Ao longo de cinco anos da nova gestão da SES-RJ, o número de ligações falsas registradas pelo SAMU na capital fluminense teve redução expressiva, de aproximadamente 45%. Segundo a coordenadora-geral do SAMU-RJ, coronel Barbara Alcantara, apesar da queda, a prática ainda é motivo de preocupação para o serviço, que contabilizou 16.592 de ligações falsas somente em 2025.  
_ Cada segundo importa para salvar uma vida. Por isso, uma única ligação falsa, conhecida como trote, para um serviço de emergência pode resultar em perdas irreparáveis. O SAMU-RJ tem adotado práticas para reduzir esse tipo de ação, que é crime previsto em lei. As campanhas educativas em escolas e na mídia ajudaram na mudança do cenário, mas precisamos sempre contar com a conscientização da população para que isso não ocorra _ afirmou a coordenadora-geral.
Responsável pelas campanhas educativas em escolas, o Núcleo de Educação Permanente (NEP) do SAMU-RJ promove ainda a atualização e o desenvolvimento contínuo dos profissionais de urgência e emergência — médicos, enfermeiros, condutores e socorristas — por meio de ferramentas como a simulação realística, com foco no aprimoramento constante do serviço. Entre as principais capacitações realizadas em 2025 estiveram o manejo de vias aéreas, emergências clínicas, abordagem à vítima traumática e direção defensiva, entre outras.
_ A SES-RJ investe continuamente na gestão do SAMU-RJ. Estamos no quinto ano de administração do serviço por meio da Fundação Saúde, o que possibilitou o aumento das equipes de socorristas e melhorias imediatas no atendimento à população. Além disso, o investimento na renovação e na aquisição da frota contribuiu para a excelência do SAMU-RJ, que vem se consolidando como referência no país _destacou a secretária de Estado de Saúde, Claudia Mello.

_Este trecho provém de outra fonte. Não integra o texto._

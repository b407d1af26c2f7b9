//! Game loop tests with in-memory collaborators.

use std::collections::VecDeque;
use std::time::Duration;

use anyhow::Result;

use robo_rescue::core::{Avatar, GameConfig, GameState, GridDims, Layout};
use robo_rescue::engine::{GameLoop, InputSource, Pacer, Renderer, RunOutcome};
use robo_rescue::types::{Direction, Pos, ScoreTier};

#[derive(Debug, Clone, PartialEq, Eq)]
enum Call {
    Present,
    Alert,
    StartBanner,
    GameOverBanner { score: u32, tier: ScoreTier, seconds_left: u32 },
    Hud { lives: u32, score: u32, level: u32 },
}

#[derive(Default)]
struct FakeRenderer {
    size: (u16, u16),
    calls: Vec<Call>,
}

impl FakeRenderer {
    fn new(width: u16, height: u16) -> Self {
        Self {
            size: (width, height),
            calls: Vec::new(),
        }
    }

    fn count(&self, f: impl Fn(&Call) -> bool) -> usize {
        self.calls.iter().filter(|c| f(c)).count()
    }

    fn countdown(&self) -> Vec<u32> {
        self.calls
            .iter()
            .filter_map(|c| match c {
                Call::GameOverBanner { seconds_left, .. } => Some(*seconds_left),
                _ => None,
            })
            .collect()
    }
}

impl Renderer for FakeRenderer {
    fn dimensions(&self) -> Result<(u16, u16)> {
        Ok(self.size)
    }
    fn clear(&mut self) {}
    fn draw_border(&mut self) {}
    fn draw_avatar(&mut self, _pos: Pos, _direction: Direction) {}
    fn draw_danger_zones(&mut self, _cells: &[Pos]) {}
    fn draw_rescue_targets(&mut self, _cells: &[Pos]) {}
    fn draw_hud(&mut self, lives: u32, score: u32, level: u32) {
        self.calls.push(Call::Hud { lives, score, level });
    }
    fn present(&mut self) -> Result<()> {
        self.calls.push(Call::Present);
        Ok(())
    }
    fn alert(&mut self) -> Result<()> {
        self.calls.push(Call::Alert);
        Ok(())
    }
    fn draw_start_banner(&mut self) {
        self.calls.push(Call::StartBanner);
    }
    fn draw_game_over_banner(&mut self, score: u32, tier: ScoreTier, seconds_left: u32) {
        self.calls.push(Call::GameOverBanner {
            score,
            tier,
            seconds_left,
        });
    }
}

/// Replays scripted directions, then repeats `fallback`.
struct ScriptedInput {
    script: VecDeque<Option<Direction>>,
    fallback: Option<Direction>,
    quit_on_poll: Option<usize>,
    polls: usize,
    waited: bool,
}

impl ScriptedInput {
    fn steering(fallback: Direction) -> Self {
        Self {
            script: VecDeque::new(),
            fallback: Some(fallback),
            quit_on_poll: None,
            polls: 0,
            waited: false,
        }
    }

    fn quitting_on(poll: usize) -> Self {
        Self {
            script: VecDeque::new(),
            fallback: None,
            quit_on_poll: Some(poll),
            polls: 0,
            waited: false,
        }
    }
}

impl InputSource for ScriptedInput {
    fn poll_direction(&mut self) -> Result<Option<Direction>> {
        Ok(self.script.pop_front().unwrap_or(self.fallback))
    }

    fn poll_quit(&mut self) -> Result<bool> {
        self.polls += 1;
        Ok(self.quit_on_poll == Some(self.polls))
    }

    fn wait_for_key(&mut self) -> Result<()> {
        self.waited = true;
        Ok(())
    }
}

#[derive(Default)]
struct RecordingPacer {
    pauses: Vec<Duration>,
}

impl Pacer for RecordingPacer {
    fn pause(&mut self, duration: Duration) {
        self.pauses.push(duration);
    }
}

fn top_row_game() -> GameState {
    let layout = Layout {
        avatar: Avatar::new(Pos::new(30, 2), Direction::Up),
        danger_zones: vec![Pos::new(10, 16), Pos::new(70, 17)],
        rescue_targets: vec![
            Pos::new(21, 10),
            Pos::new(30, 6),
            Pos::new(40, 7),
            Pos::new(50, 8),
            Pos::new(60, 9),
        ],
    };
    GameState::with_layout(GameConfig::default(), GridDims::new(80, 24), 5, layout).unwrap()
}

#[test]
fn test_quit_ends_run_without_game_over_screen() {
    let mut game = GameLoop::new(
        FakeRenderer::new(80, 24),
        ScriptedInput::quitting_on(1),
        RecordingPacer::default(),
    );

    let outcome = game.play(GameConfig::default(), 7).unwrap();
    assert_eq!(outcome, RunOutcome::Quit { score: 0, level: 1 });

    let (renderer, input, pacer) = game.into_parts();
    assert!(input.waited);
    assert_eq!(renderer.calls, vec![Call::StartBanner, Call::Present]);
    assert!(pacer.pauses.is_empty());
}

#[test]
fn test_quit_mid_run_keeps_score() {
    let mut game = GameLoop::new(
        FakeRenderer::new(80, 24),
        ScriptedInput::quitting_on(3),
        RecordingPacer::default(),
    );
    let mut state = top_row_game().with_counters(3, 30, 1);

    let outcome = game.run(&mut state).unwrap();
    assert_eq!(outcome, RunOutcome::Quit { score: 30, level: 1 });
    assert!(!outcome.is_game_over());
    assert_eq!(state.ticks(), 2);
}

#[test]
fn test_three_wall_hits_end_in_game_over() {
    let mut game = GameLoop::new(
        FakeRenderer::new(80, 24),
        ScriptedInput::steering(Direction::Up),
        RecordingPacer::default(),
    );
    let mut state = top_row_game();

    let outcome = game.run(&mut state).unwrap();
    assert_eq!(outcome, RunOutcome::GameOver { score: 0, level: 1 });
    assert_eq!(state.ticks(), 3);

    let renderer = game.renderer();
    assert_eq!(renderer.count(|c| *c == Call::Alert), 3);
    assert_eq!(
        renderer.count(|c| matches!(c, Call::Hud { .. })),
        3,
        "one frame per tick"
    );
    assert_eq!(
        game.pacer().pauses,
        vec![Duration::from_micros(120_000); 3],
        "vertical delay while heading up"
    );
}

#[test]
fn test_horizontal_heading_uses_horizontal_delay() {
    let mut input = ScriptedInput::quitting_on(2);
    input.script.push_back(Some(Direction::Left));
    let mut game = GameLoop::new(FakeRenderer::new(80, 24), input, RecordingPacer::default());
    let mut state = top_row_game();

    game.run(&mut state).unwrap();
    assert_eq!(game.pacer().pauses, vec![Duration::from_micros(70_000)]);
    assert_eq!(state.avatar().pos, Pos::new(29, 2));
}

#[test]
fn test_play_until_game_over_counts_down() {
    let mut game = GameLoop::new(
        FakeRenderer::new(80, 24),
        ScriptedInput::steering(Direction::Up),
        RecordingPacer::default(),
    );

    let outcome = game.play(GameConfig::default(), 12345).unwrap();
    assert!(outcome.is_game_over());

    let (renderer, _, pacer) = game.into_parts();
    assert_eq!(renderer.calls.first(), Some(&Call::StartBanner));
    assert_eq!(renderer.countdown(), vec![5, 4, 3, 2, 1, 0]);
    assert_eq!(renderer.count(|c| *c == Call::Alert), 3);

    let tier = ScoreTier::for_score(outcome.score());
    assert!(renderer.calls.iter().all(|c| match c {
        Call::GameOverBanner { tier: t, score, .. } => *t == tier && *score == outcome.score(),
        _ => true,
    }));

    let tail = &pacer.pauses[pacer.pauses.len() - 6..];
    assert!(tail.iter().all(|d| *d == Duration::from_secs(1)));
}

#[test]
fn test_too_small_terminal_fails_before_start_screen() {
    let mut game = GameLoop::new(
        FakeRenderer::new(10, 10),
        ScriptedInput::quitting_on(1),
        RecordingPacer::default(),
    );

    assert!(game.play(GameConfig::default(), 1).is_err());
    assert!(game.renderer().calls.is_empty());
    assert!(!game.input().waited);
}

Atualmente, o SAMU-RJ conta com 151 ambulâncias, sendo 106 veículos destinados ao atendimento diário e 45 ao Transporte Inter-Hospitalar (TIH) — serviço de remoção de pacientes entre unidades de saúde para fins diagnósticos, terapêuticos ou de alta. A frota é complementada por dois helicópteros, em parceria com a Superintendência de Operações Aéreas (SOAer).
Ao todo, o serviço reúne 2.183 profissionais, entre gestores, supervisores, médicos, enfermeiros, técnicos de enfermagem, condutores socorristas, farmacêuticos, assistentes sociais, administrativos, Telefonistas Auxiliares de Regulação Médica (TARM) e rádio-operadores.
 
Campo Grande lidera número de atendimentos do SAMU na capital
 
Entre os tipos de ocorrências mais frequentes, destacam-se as neurológicas (32.857), as cardiovasculares (27.236) e os casos de quedas (24.464). Na sequência aparecem as ocorrências gastroenterológicas (16.180) e com agressividade (15.820).
O bairro com o maior número de atendimentos do SAMU na capital foi Campo Grande, na Zona Oeste, com 13.811 ocorrências; seguido por Santa Cruz, também na Zona Oeste, com 8.147 atendimentos; e o Centro, com 6.181 registros.
Outros destaques foram Bangu, na Zona Oeste, com 5.806 ocorrências; Guaratiba, com 5.681 e Copacabana, na Zona Sul, com 5.650 atendimentos.